Over the last 6 months, new concerns have cropped up. He has a lot of issues with food. I read recently about the difference between a picky eater and a problem eater. A picky eater had a limited repertoire of foods they will eat, but will still sometimes try or add new foods to the list. A problem eater continues to remove foods from their list. They sometimes will eliminate entire food groups, colors or textures. Boo Boo’s diet now consists of various forms of peanut butter and jelly sandwiches and pizza. He eats some fruits, and snacks like chex mix and goldfish. And that’s it. He has continued to remove foods from his diet. He used to eat chicken nuggets, fish sticks, hot dogs, typical kid foods.

For anyone who has ever had the attitude of, “my kids will eat what I make them and if they don’t like it they can go to bed without dinner,” has never had a child with sensory issues. He WILL go to bed hungry. And he won’t, “eat if he gets hungry enough.” (Side note: unsolicited parenting advice and cliches offers by people who don’t have a child with special needs is NOT appreciated.)

In addition to the eating issues, we are struggling with behavior issues. Boo Boo becomes very, very focused on certain activities and it can be difficult for him to remove himself from them. He often will continue to do things after clearly being told to stop, like touching things he is not supposed to or playing with a toy. Of course, some of this is age appropriate for a 3 or 4 year old. It can be difficult to gauge how much of his behavior is age-related and how much is caused by or amplified by his extra sensory needs.

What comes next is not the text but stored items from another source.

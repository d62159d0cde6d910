//! Flashcom command line interface.

use std::fmt::Display;
use std::process;
use std::str::FromStr;
use std::sync::atomic::{AtomicBool, Ordering};
use std::sync::Arc;
use std::time::Duration;

use clap::{
    crate_authors, crate_description, crate_name, crate_version, App, AppSettings::*, Arg,
    ArgMatches,
};
use console::style;
use log::{debug, trace, LevelFilter};
use serialport::{DataBits, FlowControl, Parity, StopBits};
use simplelog::*;

use flashcom::channels::CancelFlag;
use flashcom::cli_sink::stdin_lines;
use flashcom::utils::{load_board_ids, open_and_setup_port, resolve_port};
use flashcom::{self as fc, Controller, FirmwareImage};

/// Exit code when the configuration or the environment prevents any update.
const EXIT_SETUP_ERROR: i32 = 2;
/// Exit code when at least one board was not updated.
const EXIT_UPDATE_FAILED: i32 = 1;

fn main() {
    println!("[FC] flashcom v{}", crate_version!());

    let matches = App::new(crate_name!())
        .version(format!("v{}", crate_version!()).as_str())
        .author(crate_authors!())
        .about(crate_description!())
        .long_about(
            "\n\
            Flashcom pushes a firmware image to a set of boards sharing one \
            serial link. Every board gets an update request with the number \
            of chunks in the image and the HMAC-SHA256 digest of the whole \
            image, then the image itself, one chunk at a time. A chunk is \
            sent again when the board refuses it, up to the configured number \
            of transmissions.\n\
            \n\
            Boards are updated one after the other unless `--parallel` is \
            given. With `--cli`, lines typed on stdin are sent to the board \
            selected with `--cli-board` and what the boards print is shown, \
            until `end` is typed.\n\
            \n\
            Ctrl+C cancels all the updates and shuts down gracefully; a second \
            Ctrl+C exits immediately.\
        ",
        )
        .max_term_width(80)
        .setting(ColoredHelp)
        .setting(NextLineHelp)
        .arg(
            Arg::with_name("BOARDS_FILE")
                .help("file listing the ids of the boards to update")
                .long_help(
                    "file listing the ids of the boards to update, one per \
                     line; blank lines and lines starting with `#` are \
                     ignored, id 0 is reserved for the host.",
                )
                .required(true)
                .index(1),
        )
        .arg(
            Arg::with_name("FIRMWARE")
                .help("path to the firmware image to be pushed")
                .required(true)
                .index(2),
        )
        .arg(
            Arg::with_name("DEVICE_TTY")
                .help("the USB tty device to use")
                .long_help(
                    "the USB tty device to use; when not set, or when \
                     waiting for it is cancelled with ESC, the device is \
                     selected interactively.",
                )
                .short("-t")
                .long("--tty")
                .takes_value(true)
                .require_equals(true),
        )
        .arg(
            Arg::with_name("BAUD_RATE")
                .help("serial port baud rate")
                .short("-b")
                .long("--baud-rate")
                .takes_value(true)
                .default_value("115200")
                .require_equals(true),
        )
        .arg(
            Arg::with_name("DATA_BITS")
                .help("number of bits per character")
                .short("-d")
                .long("--data-bits")
                .takes_value(true)
                .possible_values(&["5", "6", "7", "8"])
                .default_value("8")
                .require_equals(true),
        )
        .arg(
            Arg::with_name("STOP_BITS")
                .help("number of stop bits per byte")
                .short("-s")
                .long("--stop-bits")
                .takes_value(true)
                .possible_values(&["1", "2"])
                .default_value("1")
                .require_equals(true),
        )
        .arg(
            Arg::with_name("PARITY")
                .help("parity checking protocol")
                .short("-p")
                .long("--parity")
                .takes_value(true)
                .possible_values(&["none", "odd", "even"])
                .default_value("none")
                .require_equals(true),
        )
        .arg(
            Arg::with_name("FLOW_CONTROL")
                .help("flow control mode")
                .short("-f")
                .long("--flow-control")
                .takes_value(true)
                .possible_values(&["none", "soft", "hard"])
                .default_value("none")
                .require_equals(true),
        )
        .arg(
            Arg::with_name("CHUNK_SIZE")
                .help("maximum number of firmware bytes per frame")
                .long("--chunk-size")
                .takes_value(true)
                .default_value("2048")
                .require_equals(true),
        )
        .arg(
            Arg::with_name("TIMEOUT")
                .help("seconds to wait for a board to answer a frame")
                .long("--timeout")
                .takes_value(true)
                .default_value("5")
                .require_equals(true),
        )
        .arg(
            Arg::with_name("RETRIES")
                .help("transmissions of a chunk before giving up on a board")
                .long("--retries")
                .takes_value(true)
                .default_value("5")
                .require_equals(true),
        )
        .arg(
            Arg::with_name("PARALLEL")
                .help("update all the boards at the same time")
                .long("--parallel"),
        )
        .arg(
            Arg::with_name("CLI")
                .help("open an interactive channel to the boards")
                .long("--cli"),
        )
        .arg(
            Arg::with_name("CLI_BOARD")
                .help("board receiving the lines typed in the interactive channel")
                .long("--cli-board")
                .takes_value(true)
                .require_equals(true)
                .requires("CLI"),
        )
        .arg(
            Arg::with_name("NO_PROGRESS")
                .help("do not draw progress bars")
                .long("--no-progress"),
        )
        .arg(Arg::with_name("v").short("v").multiple(true).help(
            "Sets the logging level of verbosity, repeat several times for \
                higher verbosity",
        ))
        .get_matches();

    // Vary the output based on how many times the user used the "verbose" flag
    // (i.e. 'flashcom -v -v -v' or 'flashcom -vvv' vs 'flashcom -v'
    let log_level = match matches.occurrences_of("v") {
        0 => LevelFilter::Warn,
        1 => LevelFilter::Info,
        2 => LevelFilter::Debug,
        _ => LevelFilter::Trace,
    };

    if let Err(e) = TermLogger::init(
        log_level,
        Config::default(),
        TerminalMode::Mixed,
        ColorChoice::Auto,
    ) {
        eprintln!("failed to set up logging: {}", e);
    }

    trace!("{:#?}", matches);

    // Arguments with default values ===========================================

    // It's safe to call unwrap on all command line arguments with default
    // values, because the value with either be what the user input at runtime
    // or the default value

    let baud_rate: u32 = numeric(&matches, "BAUD_RATE", "baud-rate");
    let chunk_size: usize = numeric(&matches, "CHUNK_SIZE", "chunk-size");
    let timeout: u64 = numeric(&matches, "TIMEOUT", "timeout");
    let retries: u32 = numeric(&matches, "RETRIES", "retries");

    let data_bits = match matches.value_of("DATA_BITS").unwrap() {
        "5" => DataBits::Five,
        "6" => DataBits::Six,
        "7" => DataBits::Seven,
        "8" => DataBits::Eight,
        _ => unreachable!(),
    };

    let stop_bits = match matches.value_of("STOP_BITS").unwrap() {
        "1" => StopBits::One,
        "2" => StopBits::Two,
        _ => unreachable!(),
    };

    let parity = match matches.value_of("PARITY").unwrap() {
        "none" => Parity::None,
        "even" => Parity::Even,
        "odd" => Parity::Odd,
        _ => unreachable!(),
    };

    let flow_control = match matches.value_of("FLOW_CONTROL").unwrap() {
        "none" => FlowControl::None,
        "soft" => FlowControl::Software,
        "hard" => FlowControl::Hardware,
        _ => unreachable!(),
    };

    // END - Arguments with default values =====================================

    let mut builder = fc::SettingsBuilder::default()
        .baud_rate(baud_rate)
        .data_bits(data_bits)
        .stop_bits(stop_bits)
        .parity(parity)
        .flow_control(flow_control)
        .chunk_size(chunk_size)
        .response_timeout(Duration::from_secs(timeout))
        .max_retransfers(retries)
        .parallel(matches.is_present("PARALLEL"))
        .show_progress(!matches.is_present("NO_PROGRESS"));

    // START - Arguments with NO default values ================================

    if let Some(path) = matches.value_of("DEVICE_TTY") {
        builder = builder.path(path);
    }

    if matches.is_present("CLI_BOARD") {
        builder = builder.cli_board(numeric(&matches, "CLI_BOARD", "cli-board"));
    }

    // END - Arguments =========================================================

    let settings = builder.finalize();
    if let Err(e) = settings.validate() {
        fail(e);
    }
    debug!("{:#?}", settings);

    // Both positionals are required, clap already exited without them.
    let boards_file = matches.value_of("BOARDS_FILE").unwrap();
    let firmware_path = matches.value_of("FIRMWARE").unwrap();

    let boards = load_board_ids(boards_file).unwrap_or_else(|e| fail(e));
    let image = FirmwareImage::load(firmware_path, settings.chunk_size, &settings.hmac_key)
        .unwrap_or_else(|e| fail(e));
    println!(
        "[FC] {} ({} bytes, {} chunks) for board(s) {:?}",
        style(firmware_path).cyan(),
        image.size(),
        image.chunk_count(),
        boards
    );

    let controller = Controller::new(&settings, image, boards);

    // The first Ctrl+C cancels everything and lets the updates wind down; a
    // second one exits right away.
    let port_selection = CancelFlag::new();
    let mut interrupt = controller.interrupt_handle();
    interrupt.add(&port_selection);
    let interrupted = Arc::new(AtomicBool::new(false));
    ctrlc::set_handler(move || {
        if interrupted.swap(true, Ordering::SeqCst) {
            println!("🛑 received Ctrl+C again, exiting!");
            process::exit(130);
        }
        println!("🛑 received Ctrl+C, cancelling the updates...");
        interrupt.cancel_all();
    })
    .expect("Failed to install my Ctrl-C handler!");

    let path = resolve_port(&settings, &port_selection).unwrap_or_else(|e| fail(e));
    let port = open_and_setup_port(&settings, &path).unwrap_or_else(|e| fail(e));

    let cli_lines = if matches.is_present("CLI") {
        Some(stdin_lines(settings.queue_capacity))
    } else {
        None
    };

    // Run the updates =========================================================

    let summary = controller.run(port, cli_lines).unwrap_or_else(|e| fail(e));
    summary.print();

    let exit_code = if summary.all_succeeded() {
        0
    } else {
        EXIT_UPDATE_FAILED
    };
    debug!("exit code: {}", exit_code);
    process::exit(exit_code);
}

/// Parse the value of `name`, exiting with a message naming `option` when it
/// is not a number.
fn numeric<T: FromStr>(matches: &ArgMatches, name: &str, option: &str) -> T {
    let value = matches.value_of(name).unwrap_or_default();
    value.parse().unwrap_or_else(|_| {
        println!(
            "{}: `{}` needs to be a numeric value",
            style("error").red(),
            style(option).cyan()
        );
        println!(
            "   {} `{}` is not a valid value",
            style("-->").cyan(),
            style(value).on_red()
        );
        process::exit(EXIT_SETUP_ERROR);
    })
}

fn fail(error: impl Display) -> ! {
    println!("{}: {}", style("error").red(), error);
    process::exit(EXIT_SETUP_ERROR);
}
//! The transport bridge: sole owner of the physical serial link.
//!
//! The bridge cuts the incoming byte stream into raw frames using only the
//! length announced in each frame header, and writes outgoing raw frames to
//! the link one at a time. It never looks at what the frames mean.
//!
//! Reliability is not its job: a frame that cannot be queued, or that is cut
//! short by a read timeout, is dropped and the update sessions recover through
//! their own timeouts. Any other link error stops the bridge and cancels every
//! unit depending on it.

use std::io::{self, Read, Write};
use std::time::Duration;

use crossbeam_channel::{RecvTimeoutError, SendTimeoutError};
use hexplay::HexViewBuilder;
use log::{debug, error, info, log_enabled, trace, warn, Level::Trace};

use crate::channels::{CancelFlag, CancelGroup, Endpoint, RawFrame};
use crate::protocol::{self, HEADER_LEN};

/// How long the bridge tries to hand a received frame to the router.
const INBOUND_PUT_TIMEOUT: Duration = Duration::from_millis(100);

/// How long the bridge waits for an outgoing frame before polling the link
/// again.
const OUTBOUND_POLL: Duration = Duration::from_millis(2);

/// A byte link the bridge can serve, typically a serial port.
pub trait Link: Read + Write + Send {
    /// Number of received bytes that can be read without blocking.
    fn bytes_available(&mut self) -> io::Result<usize>;
}

pub struct TransportBridge<L: Link> {
    link: L,
    /// `tx` carries received frames to the router, `rx` the frames to write.
    queues: Endpoint<RawFrame>,
    cancel: CancelFlag,
    /// Cancelled when the link fails.
    dependents: CancelGroup,
}

impl<L: Link> TransportBridge<L> {
    pub fn new(
        link: L,
        queues: Endpoint<RawFrame>,
        cancel: CancelFlag,
        dependents: CancelGroup,
    ) -> Self {
        TransportBridge {
            link,
            queues,
            cancel,
            dependents,
        }
    }

    /// Serve the link until cancelled or until it fails. The link is closed
    /// when this returns.
    pub fn run(mut self) -> io::Result<()> {
        info!("=> Bridge");
        let result = self.serve();
        if let Err(ref e) = result {
            error!("serial link failure: {}", e);
            self.dependents.cancel_all();
        }
        info!("<= Bridge");
        result
    }

    fn serve(&mut self) -> io::Result<()> {
        while !self.cancel.is_cancelled() {
            if !self.queues.tx.is_full() && self.link.bytes_available()? >= HEADER_LEN {
                self.receive_frame()?;
            }

            match self.queues.rx.recv_timeout(OUTBOUND_POLL) {
                Ok(raw) => self.transmit_frame(&raw)?,
                Err(RecvTimeoutError::Timeout) => {}
                Err(RecvTimeoutError::Disconnected) => {
                    debug!("outbound queue closed, stopping the bridge");
                    break;
                }
            }
        }
        Ok(())
    }

    fn receive_frame(&mut self) -> io::Result<()> {
        let mut header = [0u8; HEADER_LEN];
        if !read_or_drop(&mut self.link, &mut header)? {
            return Ok(());
        }

        let remaining = match protocol::decode_length(&header) {
            Some(remaining) => remaining,
            None => {
                warn!("discarding invalid frame header {:02x?}", header);
                return Ok(());
            }
        };

        let mut raw = vec![0u8; HEADER_LEN + remaining];
        raw[..HEADER_LEN].copy_from_slice(&header);
        if !read_or_drop(&mut self.link, &mut raw[HEADER_LEN..])? {
            return Ok(());
        }
        dump("<-", &raw);

        match self.queues.tx.send_timeout(raw, INBOUND_PUT_TIMEOUT) {
            Ok(()) => {}
            Err(SendTimeoutError::Timeout(_)) => warn!("inbound queue full, frame dropped"),
            Err(SendTimeoutError::Disconnected(_)) => debug!("router gone, frame dropped"),
        }
        Ok(())
    }

    fn transmit_frame(&mut self, raw: &[u8]) -> io::Result<()> {
        dump("->", raw);
        self.link.write_all(raw)?;
        self.link.flush()
    }
}

/// Fill `buf` from the link. Returns `Ok(false)` when the link went quiet
/// before the buffer was complete, in which case the partial data is lost.
fn read_or_drop<L: Link>(link: &mut L, buf: &mut [u8]) -> io::Result<bool> {
    match link.read_exact(buf) {
        Ok(()) => Ok(true),
        Err(e) if is_transient(&e) => {
            warn!("partial frame dropped: {}", e);
            Ok(false)
        }
        Err(e) => Err(e),
    }
}

fn is_transient(e: &io::Error) -> bool {
    matches!(
        e.kind(),
        io::ErrorKind::TimedOut | io::ErrorKind::WouldBlock | io::ErrorKind::Interrupted
    )
}

fn dump(direction: &str, raw: &[u8]) {
    trace!("{} {} bytes", direction, raw.len());
    if log_enabled!(Trace) {
        let view = HexViewBuilder::new(raw)
            .address_offset(0)
            .row_width(16)
            .finish();
        trace!("\n{}", view);
    }
}

// =============================================================================
// Unit Tests
// =============================================================================
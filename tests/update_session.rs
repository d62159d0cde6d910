//! Behaviour of a single update session against a simulated board.

mod common;

use std::thread;
use std::time::{Duration, Instant};

use flashcom::channels::{queue_pair, CancelFlag};
use flashcom::protocol::{Frame, FrameType, UpdateRequest, HOST_ID};
use flashcom::update_session::{FailureReason, UpdateOutcome, UpdateSession};
use flashcom::{FirmwareImage, Settings};

use common::*;

const BOARD: u8 = 5;

fn run_session(
    settings: &Settings,
    image: &FirmwareImage,
    responder: Responder,
) -> (UpdateOutcome, Vec<Frame>) {
    let (session_side, board_side) = queue_pair(8);
    let board = board_on_queues(BOARD, board_side, responder);
    let outcome = UpdateSession::new(BOARD, image, settings, session_side, CancelFlag::new()).run();
    (outcome, board.join().unwrap())
}

#[test]
fn request_announces_the_image() {
    let settings = test_settings().finalize();
    let image = test_image(200, &settings);
    let (outcome, frames) = run_session(&settings, &image, always_ack());

    assert!(outcome.success());
    let request = &frames[0];
    assert_eq!(request.frame_type(), FrameType::ProgramUpdateRequest);
    assert_eq!(request.source_id(), HOST_ID);
    assert_eq!(request.dest_id(), BOARD);
    let parsed = UpdateRequest::from_bytes(request.payload()).unwrap();
    assert_eq!(parsed.version, 1);
    assert_eq!(parsed.chunk_count, 4);
    assert_eq!(&parsed.digest, image.digest());
}

#[test]
fn acked_session_sends_every_chunk_once() {
    let settings = test_settings().finalize();
    let image = test_image(1000, &settings);
    let (outcome, frames) = run_session(&settings, &image, always_ack());

    assert_eq!(outcome.result, Ok(()));
    let data = data_frames(&frames);
    assert_eq!(data.len(), image.chunk_count() as usize);
    assert_eq!(outcome.chunks_sent, image.chunk_count());
    assert_eq!(outcome.retransmissions, 0);
    assert_eq!(outcome.bytes_sent, 1000);

    let mut cursor = image.chunks();
    for frame in data {
        assert_eq!(frame.payload(), cursor.current().unwrap());
        cursor.advance();
    }
    assert!(cursor.current().is_none());
}

#[test]
fn refused_chunk_is_sent_again_unchanged() {
    let settings = test_settings().max_retransfers(5).finalize();
    let image = test_image(300, &settings);
    let (outcome, frames) = run_session(&settings, &image, nack_chunk(2, 3));

    assert!(outcome.success());
    assert_eq!(outcome.retransmissions, 3);
    let data = data_frames(&frames);
    assert_eq!(data.len(), image.chunk_count() as usize + 3);
    // Chunk 2 goes out 4 times in a row, byte for byte the same.
    for attempt in &data[3..6] {
        assert_eq!(*attempt, data[2]);
    }
    assert_ne!(data[6], data[2]);
}

#[test]
fn too_many_refusals_abandon_the_board() {
    let settings = test_settings().max_retransfers(3).finalize();
    let image = test_image(300, &settings);
    let (outcome, frames) = run_session(&settings, &image, nack_chunk(1, 100));

    assert_eq!(outcome.result, Err(FailureReason::RetriesExhausted(3)));
    let data = data_frames(&frames);
    // Chunk 0 once, then chunk 1 exactly max_retransfers times.
    assert_eq!(data.len(), 1 + 3);
    assert!(data[1..].iter().all(|frame| *frame == data[1]));
}

#[test]
fn rejected_request_sends_no_data() {
    let settings = test_settings().finalize();
    let image = test_image(300, &settings);
    let (outcome, frames) = run_session(&settings, &image, reject_request());

    assert_eq!(outcome.result, Err(FailureReason::Rejected));
    assert_eq!(frames.len(), 1);
}

#[test]
fn silent_board_times_out() {
    let settings = test_settings()
        .response_timeout(Duration::from_millis(200))
        .finalize();
    let image = test_image(300, &settings);
    let started = Instant::now();
    let (outcome, frames) = run_session(&settings, &image, never_answer());

    assert_eq!(outcome.result, Err(FailureReason::Timeout));
    // The request is not sent again.
    assert_eq!(frames.len(), 1);
    assert!(started.elapsed() >= Duration::from_millis(200));
}

#[test]
fn timeout_during_transfer_is_not_retried() {
    let settings = test_settings()
        .response_timeout(Duration::from_millis(200))
        .finalize();
    let image = test_image(300, &settings);
    let mut answered = 0;
    let responder: Responder = Box::new(move |_| {
        answered += 1;
        if answered <= 2 {
            Some(FrameType::Ack)
        } else {
            None
        }
    });
    let (outcome, frames) = run_session(&settings, &image, responder);

    assert_eq!(outcome.result, Err(FailureReason::Timeout));
    assert_eq!(data_frames(&frames).len(), 2);
    assert_eq!(outcome.chunks_sent, 1);
}

#[test]
fn fatal_error_from_the_board_ends_the_session() {
    let settings = test_settings().finalize();
    let image = test_image(300, &settings);
    let responder: Responder = Box::new(|frame| match frame.frame_type() {
        FrameType::ProgramData => Some(FrameType::FatalError),
        _ => Some(FrameType::Ack),
    });
    let (outcome, _) = run_session(&settings, &image, responder);

    assert_eq!(outcome.result, Err(FailureReason::BoardFault));
}

#[test]
fn unrelated_frames_do_not_count_as_answers() {
    let settings = test_settings().finalize();
    let image = test_image(100, &settings);
    let (session_side, board_side) = queue_pair(8);

    let board = thread::spawn(move || {
        let mut received = 0;
        while let Ok(_frame) = board_side.rx.recv() {
            received += 1;
            let noise = Frame::new(FrameType::CliData, BOARD, HOST_ID, b"boot\n".to_vec());
            let ack = Frame::empty(FrameType::Ack, BOARD, HOST_ID);
            if board_side.tx.send(noise).is_err() || board_side.tx.send(ack).is_err() {
                break;
            }
        }
        received
    });
    let outcome = UpdateSession::new(BOARD, &image, &settings, session_side, CancelFlag::new()).run();

    assert!(outcome.success());
    assert_eq!(outcome.retransmissions, 0);
    assert_eq!(board.join().unwrap(), 1 + image.chunk_count() as usize);
}

#[test]
fn cancellation_stops_a_waiting_session() {
    let settings = test_settings()
        .response_timeout(Duration::from_secs(30))
        .finalize();
    let image = test_image(300, &settings);
    let (session_side, board_side) = queue_pair(8);
    let board = board_on_queues(BOARD, board_side, never_answer());

    let cancel = CancelFlag::new();
    let session = UpdateSession::new(BOARD, &image, &settings, session_side, cancel.clone());
    let handle = thread::spawn(move || session.run());

    thread::sleep(Duration::from_millis(100));
    let cancelled_at = Instant::now();
    cancel.cancel();
    let outcome = handle.join().unwrap();

    assert_eq!(outcome.result, Err(FailureReason::Cancelled));
    assert!(cancelled_at.elapsed() < Duration::from_secs(1));
    assert_eq!(board.join().unwrap().len(), 1);
}

#[test]
fn queues_closing_after_cancellation_mean_cancelled() {
    let settings = test_settings()
        .response_timeout(Duration::from_secs(30))
        .finalize();
    let image = test_image(300, &settings);
    let (session_side, board_side) = queue_pair(8);
    let cancel = CancelFlag::new();

    // Cancel, then close the queues right away, the way a shutdown does.
    let board_cancel = cancel.clone();
    let board = thread::spawn(move || {
        let request = board_side.rx.recv().unwrap();
        board_cancel.cancel();
        drop(board_side);
        request
    });
    let outcome = UpdateSession::new(BOARD, &image, &settings, session_side, cancel).run();

    assert_eq!(outcome.result, Err(FailureReason::Cancelled));
    assert_eq!(
        board.join().unwrap().frame_type(),
        FrameType::ProgramUpdateRequest
    );
}

#[test]
fn cancelled_session_sends_nothing() {
    let settings = test_settings().finalize();
    let image = test_image(300, &settings);
    let (session_side, board_side) = queue_pair(8);
    let board = board_on_queues(BOARD, board_side, always_ack());

    let cancel = CancelFlag::new();
    cancel.cancel();
    let outcome = UpdateSession::new(BOARD, &image, &settings, session_side, cancel).run();

    assert_eq!(outcome.result, Err(FailureReason::Cancelled));
    assert!(board.join().unwrap().is_empty());
}

#[test]
fn lost_router_fails_the_session() {
    let settings = test_settings().finalize();
    let image = test_image(300, &settings);
    let (session_side, board_side) = queue_pair::<Frame>(8);
    drop(board_side);

    let outcome = UpdateSession::new(BOARD, &image, &settings, session_side, CancelFlag::new()).run();
    assert_eq!(outcome.result, Err(FailureReason::Disconnected));
}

He has become extremely sensitive to loud noises, bright lights and cold temperatures. He can often be observed enjoying activities while holding his hands over his ears. When he is over stimulated he will often complain of being cold and will even start shivering when it’s not cold outside. He also has problems being touched on his head in any way.

Hair cuts are literally torture for both of us. He cries as if he is being tortured for the entire time. His hair is usually either super long and shaggy in his eyes because I have put off having it cut, or cut short and unevenly because he would not hold still while having it cut. Hair washing is a daily battle, as is combing hair and brushing teeth. Washing his face, wiping his nose and cleaning his ears each involve their own fight. I can rarely use a thermometer to take his temperature. He has. It yet visited the dentist because I just don’t see how he would be willing to allow anyone to look in his mouth.

Now that we are approaching school-age, my concerns about how BooBoo is going to function in a classroom are increasing. I scheduled an appointment with a developmental pediatrician at Children’s National Medical Center next month. I don’t really know what to expect. SPD is not a recognized disorder in the DSM IV (the manual the medical community uses to evaluate and diagnosis psychiatric and developmental disorders.) Some symptoms of SPD are very similar to those of autism. In fact, most kids with autism have some form of SPD as well. But, many kids have SPD without having autism. As a single mom who works full-time, I don’t know how we will manage occupational therapy or other recommended services.

But, we will find a way. The first step is getting some answers and some solutions to help him. The rest will work out somehow, someway.

I had a point for sharing this, but it spent a lot more time explaining the history than I planned. So I will save my vent about being a single parent to a child with special needs and the rant about my mother’s horribly offensive reaction to a recent conversation about my child for another day.